The Maryland State Education Association, which was fighting deep school funding cuts and a major expansion of charter schools, spent more on lobbying state lawmakers this year than any other association, business or group, according to a rundown recently posted by the Maryland State Ethics Commission.
The teacher’s union reported spending $446,000 from Nov. 1 through April 30, 2015 in what appears to be bribing of sorts to Maryland lawmakers in order to get a favorable outcome in advancing corruption within the schools.
The second-biggest spender on lobbying was Exelon Corp., the Chicago-based energy company, which paid $369,000 to have its interests represented in Annapolis.
Exelon, which absorbed Baltimore-based Constellation Energy Group four years ago, had a range of bills it wished to influence. It also was seeking state regulators’ approval to merge with the Washington-based energy provider Pepco, a measure before the Public Service Commission. The commission OK’d the deal in May.

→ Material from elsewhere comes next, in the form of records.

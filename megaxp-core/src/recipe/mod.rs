//! Special crafting recipes for the container.
//!
//! Both recipes need an exact quantity in every cell, which a shaped
//! template cannot express, so they are evaluated as plain predicates over
//! the whole grid rather than handed to the host's pattern matcher.

pub mod create;
pub mod upgrade;

pub use create::CreateRecipe;
pub use upgrade::UpgradeRecipe;

use crate::host::CraftingGrid;
use crate::types::Identifier;

/// Side length of the only grid either recipe accepts.
pub const GRID_SIZE: usize = 3;

/// Row-major index of the centre cell.
pub const CENTER_SLOT: usize = 4;

/// A crafting recipe evaluated by predicate.
pub trait SpecialRecipe {
    /// Whether `grid` satisfies this recipe.
    fn matches<G: CraftingGrid>(&self, grid: &G) -> bool;

    /// Build the result for `grid`, `None` if it does not match.
    fn craft<G: CraftingGrid>(&self, grid: &G) -> Option<G::Item>;

    /// Whether a grid of this size could ever match.
    fn fits(&self, width: usize, height: usize) -> bool {
        width == GRID_SIZE && height == GRID_SIZE
    }

    /// Registry identity of this recipe's serializer.
    fn serializer(&self) -> &Identifier;

    /// Whether the host's recipe book lists this recipe.
    fn show_in_recipe_book(&self) -> bool {
        false
    }
}

/// Whether `grid` is exactly 3×3.
pub(crate) fn is_full_grid<G: CraftingGrid + ?Sized>(grid: &G) -> bool {
    grid.width() == GRID_SIZE && grid.height() == GRID_SIZE
}

/// Row-major indices of the eight cells around the centre.
pub(crate) fn ring_slots() -> impl Iterator<Item = usize> {
    (0..GRID_SIZE * GRID_SIZE).filter(|&slot| slot != CENTER_SLOT)
}
use crate::{
    clock::SimClock,
    config::TimingConfig,
    stats::StatsAggregator,
    time::{MonotonicTime, TimeSource},
};

/// The game clock, render clock and statistics for one application.
///
/// Constructed once and passed by reference to whatever needs timing.
#[derive(Debug)]
pub struct TimingContext<S: TimeSource = MonotonicTime> {
    pub game_clock: SimClock<S>,
    pub render_clock: SimClock<S>,
    pub stats: StatsAggregator,
}

impl TimingContext<MonotonicTime> {
    pub fn monotonic() -> Self {
        Self::new(MonotonicTime::new())
    }
}

impl<S: TimeSource + Clone> TimingContext<S> {
    pub fn new(source: S) -> Self {
        Self {
            game_clock: SimClock::new(source.clone()),
            render_clock: SimClock::new(source),
            stats: StatsAggregator::new(),
        }
    }

    pub fn from_config(cfg: &TimingConfig, source: S) -> Self {
        let mut ctx = Self::new(source);
        for clock in [&mut ctx.game_clock, &mut ctx.render_clock] {
            clock.set_max_delta(cfg.max_delta_sec());
            clock.set_time_step(cfg.manual_step_sec());
        }
        ctx
    }
}

impl<S: TimeSource> TimingContext<S> {
    /// Render clock first, then the game clock.
    pub fn update_clocks(&mut self) {
        self.render_clock.update_time();
        self.game_clock.update_time();
    }
}
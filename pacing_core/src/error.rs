use thiserror::Error;

/// Errors surfaced by the timing core.
///
/// Timing itself does not fail: sleeping, clocks and statistics degrade or
/// no-op instead. What remains is setup (configuration, logger, signal hook).
#[derive(Debug, Error)]
pub enum TimingError {
    #[error("config io: {0}")]
    Io(#[from] std::io::Error),

    #[error("config parse: {0}")]
    ConfigParse(#[from] toml::de::Error),

    #[error("invalid config: {0}")]
    InvalidConfig(String),

    #[error("logger init failed: {0}")]
    Logger(String),

    #[error("ctrl-c handler: {0}")]
    Signal(#[from] ctrlc::Error),
}

impl TimingError {
    #[inline]
    pub fn invalid(msg: impl Into<String>) -> Self {
        Self::InvalidConfig(msg.into())
    }
}

pub type TimingResult<T> = Result<T, TimingError>;
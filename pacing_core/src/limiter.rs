use std::time::{Duration, Instant};

use crate::sleep::{spin_until, PrecisionSleeper};

/// Caps the render rate at a target frame duration.
///
/// `begin_frame` marks the start, `end_frame` sleeps for what is left of the
/// budget and then spins on the measured elapsed time, since neither phase of
/// the sleeper is trusted to land exactly on the deadline.
#[derive(Debug, Clone)]
pub struct FrameLimiter {
    target: Option<Duration>,
    sleeper: PrecisionSleeper,
    frame_start: Instant,
}

impl FrameLimiter {
    /// `target_fps <= 0` (or non-finite) disables limiting.
    pub fn new(target_fps: f64, sleeper: PrecisionSleeper) -> Self {
        Self {
            target: frame_time_for(target_fps),
            sleeper,
            frame_start: Instant::now(),
        }
    }

    pub fn uncapped() -> Self {
        Self::new(0.0, PrecisionSleeper::default())
    }

    pub fn set_target_fps(&mut self, target_fps: f64) {
        self.target = frame_time_for(target_fps);
    }

    #[inline]
    pub fn target_frame_time(&self) -> Option<Duration> {
        self.target
    }

    #[inline]
    pub fn sleeper(&self) -> &PrecisionSleeper {
        &self.sleeper
    }

    pub fn begin_frame(&mut self) {
        self.frame_start = Instant::now();
    }

    #[inline]
    pub fn frame_elapsed(&self) -> Duration {
        self.frame_start.elapsed()
    }

    /// Waits out the rest of the frame budget and returns the achieved frame
    /// duration. Frames already over budget return immediately.
    pub fn end_frame(&mut self) -> Duration {
        let Some(target) = self.target else {
            return self.frame_elapsed();
        };

        let elapsed = self.frame_elapsed();
        if elapsed < target {
            self.sleeper.sleep(target - elapsed);
            spin_until(self.frame_start + target);
        }

        self.frame_elapsed()
    }
}

fn frame_time_for(fps: f64) -> Option<Duration> {
    if fps.is_finite() && fps > 0.0 {
        Duration::try_from_secs_f64(1.0 / fps).ok()
    } else {
        None
    }
}
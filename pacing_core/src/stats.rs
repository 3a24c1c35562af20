//! Rolling performance statistics and ad-hoc debug values.
//!
//! Frame and update durations go into fixed-size rings; FPS and UPS are the
//! reciprocals of the ring averages. Everything else is a named value that a
//! display layer pulls through `snapshot_lines`.

use std::{collections::HashMap, time::Instant};

/// Samples kept for the FPS and UPS averages.
pub const SAMPLE_COUNT: usize = 60;

/// Counters starting with this prefix are zeroed by `reset_frame_counters`.
pub const FRAME_COUNTER_PREFIX: &str = "frame_";

const BYTES_PER_MB: f64 = 1024.0 * 1024.0;

/// Fixed-capacity ring of durations in seconds.
#[derive(Debug, Clone)]
pub struct SampleRing<const N: usize> {
    samples: [f64; N],
    cursor: usize,
    filled: bool,
}

impl<const N: usize> Default for SampleRing<N> {
    fn default() -> Self {
        Self { samples: [0.0; N], cursor: 0, filled: false }
    }
}

impl<const N: usize> SampleRing<N> {
    pub fn push(&mut self, sample: f64) {
        if N == 0 {
            return;
        }
        self.samples[self.cursor] = sample;
        self.cursor = (self.cursor + 1) % N;
        if self.cursor == 0 {
            self.filled = true;
        }
    }

    /// Samples that count towards the average. Slots never written are
    /// excluded until the ring wraps once.
    #[inline]
    pub fn len(&self) -> usize {
        if self.filled {
            N
        } else {
            self.cursor
        }
    }

    #[inline]
    pub fn is_empty(&self) -> bool {
        self.len() == 0
    }

    #[inline]
    pub fn is_filled(&self) -> bool {
        self.filled
    }

    pub fn average(&self) -> Option<f64> {
        let n = self.len();
        if n == 0 {
            return None;
        }
        let total: f64 = self.samples[..n].iter().sum();
        Some(total / n as f64)
    }
}

#[derive(Debug, Clone)]
pub struct StatsAggregator {
    frame_times: SampleRing<SAMPLE_COUNT>,
    fps: f64,
    frame_time_ms: f64,
    average_frame_time: f64,

    update_times: SampleRing<SAMPLE_COUNT>,
    ups: f64,
    average_update_time: f64,

    counters: HashMap<String, i64>,
    metrics: HashMap<String, f64>,
    debug_strings: HashMap<String, String>,
    memory_usage: HashMap<String, usize>,

    active_timers: HashMap<String, Instant>,
    timer_results: HashMap<String, f64>,

    debug_visible: bool,
}

impl Default for StatsAggregator {
    fn default() -> Self {
        Self::new()
    }
}

impl StatsAggregator {
    pub fn new() -> Self {
        Self {
            frame_times: SampleRing::default(),
            fps: 0.0,
            frame_time_ms: 0.0,
            average_frame_time: 0.0,
            update_times: SampleRing::default(),
            ups: 0.0,
            average_update_time: 0.0,
            counters: HashMap::new(),
            metrics: HashMap::new(),
            debug_strings: HashMap::new(),
            memory_usage: HashMap::new(),
            active_timers: HashMap::new(),
            timer_results: HashMap::new(),
            debug_visible: true,
        }
    }

    // ===============================
    // Frame / update rates
    // ===============================

    pub fn record_frame(&mut self, delta_sec: f64) {
        self.frame_times.push(delta_sec);
        self.frame_time_ms = delta_sec * 1000.0;

        if let Some(avg) = self.frame_times.average() {
            self.average_frame_time = avg;
            // A zero average leaves the last valid FPS in place.
            if avg > 0.0 {
                self.fps = 1.0 / avg;
            }
        }
    }

    pub fn record_update(&mut self, delta_sec: f64) {
        self.update_times.push(delta_sec);

        if let Some(avg) = self.update_times.average() {
            self.average_update_time = avg;
            if avg > 0.0 {
                self.ups = 1.0 / avg;
            }
        }
    }

    /// Frames per second over the last `SAMPLE_COUNT` frames; 0 before any data.
    #[inline]
    pub fn fps(&self) -> f64 {
        self.fps
    }

    #[inline]
    pub fn ups(&self) -> f64 {
        self.ups
    }

    /// Duration of the most recent frame.
    #[inline]
    pub fn frame_time_ms(&self) -> f64 {
        self.frame_time_ms
    }

    #[inline]
    pub fn average_frame_time(&self) -> f64 {
        self.average_frame_time
    }

    #[inline]
    pub fn average_update_time(&self) -> f64 {
        self.average_update_time
    }

    // ===============================
    // Named values
    // ===============================

    pub fn increment_counter(&mut self, name: &str) {
        *self.counters.entry(name.to_owned()).or_insert(0) += 1;
    }

    pub fn add_to_counter(&mut self, name: &str, amount: i64) {
        *self.counters.entry(name.to_owned()).or_insert(0) += amount;
    }

    pub fn set_counter(&mut self, name: &str, value: i64) {
        self.counters.insert(name.to_owned(), value);
    }

    pub fn counter(&self, name: &str) -> i64 {
        self.counters.get(name).copied().unwrap_or(0)
    }

    pub fn set_metric(&mut self, name: &str, value: f64) {
        self.metrics.insert(name.to_owned(), value);
    }

    pub fn metric(&self, name: &str) -> f64 {
        self.metrics.get(name).copied().unwrap_or(0.0)
    }

    pub fn set_debug_string(&mut self, name: &str, value: impl Into<String>) {
        self.debug_strings.insert(name.to_owned(), value.into());
    }

    pub fn debug_string(&self, name: &str) -> &str {
        self.debug_strings.get(name).map(String::as_str).unwrap_or("")
    }

    pub fn report_memory_usage(&mut self, category: &str, bytes: usize) {
        self.memory_usage.insert(category.to_owned(), bytes);
    }

    pub fn memory_usage(&self, category: &str) -> usize {
        self.memory_usage.get(category).copied().unwrap_or(0)
    }

    /// Zeroes every counter named with `FRAME_COUNTER_PREFIX`.
    pub fn reset_frame_counters(&mut self) {
        for (_, v) in self
            .counters
            .iter_mut()
            .filter(|(k, _)| k.starts_with(FRAME_COUNTER_PREFIX))
        {
            *v = 0;
        }
    }

    // ===============================
    // Interval timers
    // ===============================

    /// Starts (or restarts) the timer `name`.
    pub fn start_timer(&mut self, name: &str) {
        self.active_timers.insert(name.to_owned(), Instant::now());
    }

    /// Stores the elapsed time of a running timer and stops it. Unknown names
    /// are ignored and keep their previous result.
    pub fn end_timer(&mut self, name: &str) {
        if let Some(started) = self.active_timers.remove(name) {
            let ms = started.elapsed().as_secs_f64() * 1000.0;
            self.timer_results.insert(name.to_owned(), ms);
        }
    }

    /// Last completed duration of `name` in milliseconds, 0 if never completed.
    pub fn timer_ms(&self, name: &str) -> f64 {
        self.timer_results.get(name).copied().unwrap_or(0.0)
    }

    pub fn is_timer_running(&self, name: &str) -> bool {
        self.active_timers.contains_key(name)
    }

    // ===============================
    // Display
    // ===============================

    pub fn set_debug_visible(&mut self, visible: bool) {
        self.debug_visible = visible;
    }

    pub fn toggle_debug_visible(&mut self) {
        self.debug_visible = !self.debug_visible;
    }

    #[inline]
    pub fn is_debug_visible(&self) -> bool {
        self.debug_visible
    }

    /// Human-readable `key: value` lines.
    ///
    /// The rate lines come first in a fixed order. The named groups follow
    /// (counters, metrics, strings, memory, timers); order inside a group is
    /// unspecified.
    pub fn snapshot_lines(&self) -> Vec<String> {
        let mut lines = Vec::with_capacity(
            3 + self.counters.len()
                + self.metrics.len()
                + self.debug_strings.len()
                + self.memory_usage.len()
                + self.timer_results.len(),
        );

        lines.push(format!("FPS: {:.1}", self.fps));
        lines.push(format!("Frame Time: {:.2}ms", self.frame_time_ms));
        lines.push(format!("UPS: {:.1}", self.ups));

        lines.extend(self.counters.iter().map(|(k, v)| format!("{k}: {v}")));
        lines.extend(self.metrics.iter().map(|(k, v)| format!("{k}: {v:.2}")));
        lines.extend(self.debug_strings.iter().map(|(k, v)| format!("{k}: {v}")));
        lines.extend(
            self.memory_usage
                .iter()
                .map(|(k, v)| format!("{k} Memory: {:.1}MB", *v as f64 / BYTES_PER_MB)),
        );
        lines.extend(
            self.timer_results
                .iter()
                .map(|(k, v)| format!("{k} Time: {v:.2}ms")),
        );

        lines
    }
}
/// Stages of one frame-loop iteration, in execution order.
///
/// `FixedUpdate` repeats once per simulation tick (possibly zero times).
#[derive(Copy, Clone, Debug, Eq, PartialEq, Hash)]
pub enum FrameStage {
    BeginFrame,
    PollEvents,
    UpdateClocks,
    FixedUpdate,
    Render,
    LimitFrame,
    RecordStats,
    EndFrame,
}

impl FrameStage {
    pub fn as_str(self) -> &'static str {
        match self {
            FrameStage::BeginFrame => "BeginFrame",
            FrameStage::PollEvents => "PollEvents",
            FrameStage::UpdateClocks => "UpdateClocks",
            FrameStage::FixedUpdate => "FixedUpdate",
            FrameStage::Render => "Render",
            FrameStage::LimitFrame => "LimitFrame",
            FrameStage::RecordStats => "RecordStats",
            FrameStage::EndFrame => "EndFrame",
        }
    }
}
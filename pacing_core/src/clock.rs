use crate::time::{MonotonicTime, TimeSource};

pub const DEFAULT_MAX_DELTA_SEC: f64 = 1.0;
pub const DEFAULT_TIME_STEP_SEC: f64 = 0.050;

/// Clock for one time domain (game or render).
///
/// Delta contract: `delta_time` is `new current_time - previous current_time`,
/// clamped to `[0, max_delta]`. The clamped value is cached and also reflected
/// in `start_time - last_time`, so both ways of reading the delta agree.
///
/// While paused, `update_time` does nothing; `step_forward` moves the clock by
/// one `time_step` and records a pending step for the frame loop to consume.
#[derive(Debug, Clone)]
pub struct SimClock<S: TimeSource = MonotonicTime> {
    source: S,

    current_time: f64,
    last_time: f64,
    start_time: f64,
    delta_time: f64,

    max_delta: f64,
    time_step: f64,
    paused: bool,
    pending_steps: u32,
}

impl SimClock<MonotonicTime> {
    pub fn monotonic() -> Self {
        Self::new(MonotonicTime::new())
    }
}

impl<S: TimeSource> SimClock<S> {
    pub fn new(source: S) -> Self {
        let now = source.now();
        Self {
            source,
            current_time: now,
            last_time: now,
            start_time: now,
            delta_time: 0.0,
            max_delta: DEFAULT_MAX_DELTA_SEC,
            time_step: DEFAULT_TIME_STEP_SEC,
            paused: false,
            pending_steps: 0,
        }
    }

    pub fn update_time(&mut self) {
        if self.paused {
            return;
        }

        self.last_time = self.current_time;
        self.current_time = self.source.now();
        self.start_time = self.current_time;

        let raw = (self.current_time - self.last_time).max(0.0);
        self.delta_time = raw.min(self.max_delta);

        if self.start_time - self.last_time > self.max_delta {
            self.last_time = self.start_time - self.max_delta;
        }
    }

    /// Advances `start_time` and `last_time` by one `time_step`.
    ///
    /// Meant for frame-by-frame stepping while paused. Calling it on a running
    /// clock double-advances time for one frame.
    pub fn step_forward(&mut self) {
        self.start_time += self.time_step;
        self.last_time += self.time_step;
        self.pending_steps = self.pending_steps.saturating_add(1);
    }

    /// Game time produced by `step_forward` since the previous call.
    pub fn take_stepped_time(&mut self) -> f64 {
        let steps = std::mem::take(&mut self.pending_steps);
        steps as f64 * self.time_step
    }

    pub fn pause(&mut self) {
        self.paused = true;
    }

    /// Resumes the clock. `current_time` is re-anchored so the time spent
    /// paused does not show up as the next delta.
    pub fn unpause(&mut self) {
        if self.paused {
            self.paused = false;
            self.current_time = self.source.now();
        }
    }

    #[inline]
    pub fn is_paused(&self) -> bool {
        self.paused
    }

    #[inline]
    pub fn delta_time(&self) -> f64 {
        self.delta_time
    }

    #[inline]
    pub fn current_time(&self) -> f64 {
        self.current_time
    }

    #[inline]
    pub fn last_time(&self) -> f64 {
        self.last_time
    }

    #[inline]
    pub fn start_time(&self) -> f64 {
        self.start_time
    }

    #[inline]
    pub fn max_delta(&self) -> f64 {
        self.max_delta
    }

    /// Non-positive or non-finite values are ignored.
    pub fn set_max_delta(&mut self, secs: f64) {
        if secs.is_finite() && secs > 0.0 {
            self.max_delta = secs;
        }
    }

    #[inline]
    pub fn time_step(&self) -> f64 {
        self.time_step
    }

    pub fn set_time_step(&mut self, secs: f64) {
        if secs.is_finite() && secs > 0.0 {
            self.time_step = secs;
        }
    }

    /// Raw reading of the underlying source.
    #[inline]
    pub fn now(&self) -> f64 {
        self.source.now()
    }
}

Baltimore Gas and Electric Co., a subsidiary of Exelon that delivers power and natural gas to hundreds of thousands of customers in Central Maryland, also reported spending $264,000. The two companies’ combined output of $633,000 dwarfed the teachers’ lobbying payout.
Exelon wasn’t the only business with more than one entity lobbying: Verizon Communications reported spending $240,000, while Verizon Maryland chipped in $88,000, according to the ethics listing.
Businesses and business groups, which may see their profits impacted by legislation, traditionally put a lot into lobbying. Those involved with the lucrative health care, energy and communications industries, which also are regulated by the state, tend to be among the biggest spenders.
No. 8 on the list of top lobbying spenders, though, was one with a mix of spiritual and economic interests — the Maryland Catholic Conference, which spent $271,000. Its legislative agenda included killing a bill that would have authorized assisted suicide, which didn’t pass. It also sought a tax credit to help private schools, which also failed.
The ethics commission also lists the lobbyists who benefited the most by all that largesse. The top earner this year was Gerard Evans, who raked in $1.8 million. Second-highest paid was Timothy Perry, who got $1.15 million. Rounding out the top five were three others earning more than $900,000 – Joel Rozner, former Montgomery County state Sen. Robert Garagiola and Lisa Harris Jones.
To review the listing of employers that spent more than $50,000 on lobbying and to see what lobbyists made, go to ethics.maryland.gov.
The top 10 businesses, industry groups and other entities that spent the most on lobbying in Annapolis during a four-month period encompassing the 2015 session of the General Assembly.
1) $446,242 Maryland State Education Association
2) $368,673 Exelon Corp.
3) $345,719 Maryland Hospital Association
4) $329,432 CareFirst BlueCross BlueShield
5) $310,398 MedChi, the Maryland state medical society
6) $290,203 Maryland Bankers Association
7) $284,549 Maryland Retailers Association
8) $271,270 Maryland Catholic Conference, LLC
9) $270,045 Johns Hopkins Institutions
10) $263,641 Baltimore Gas and Electric Co.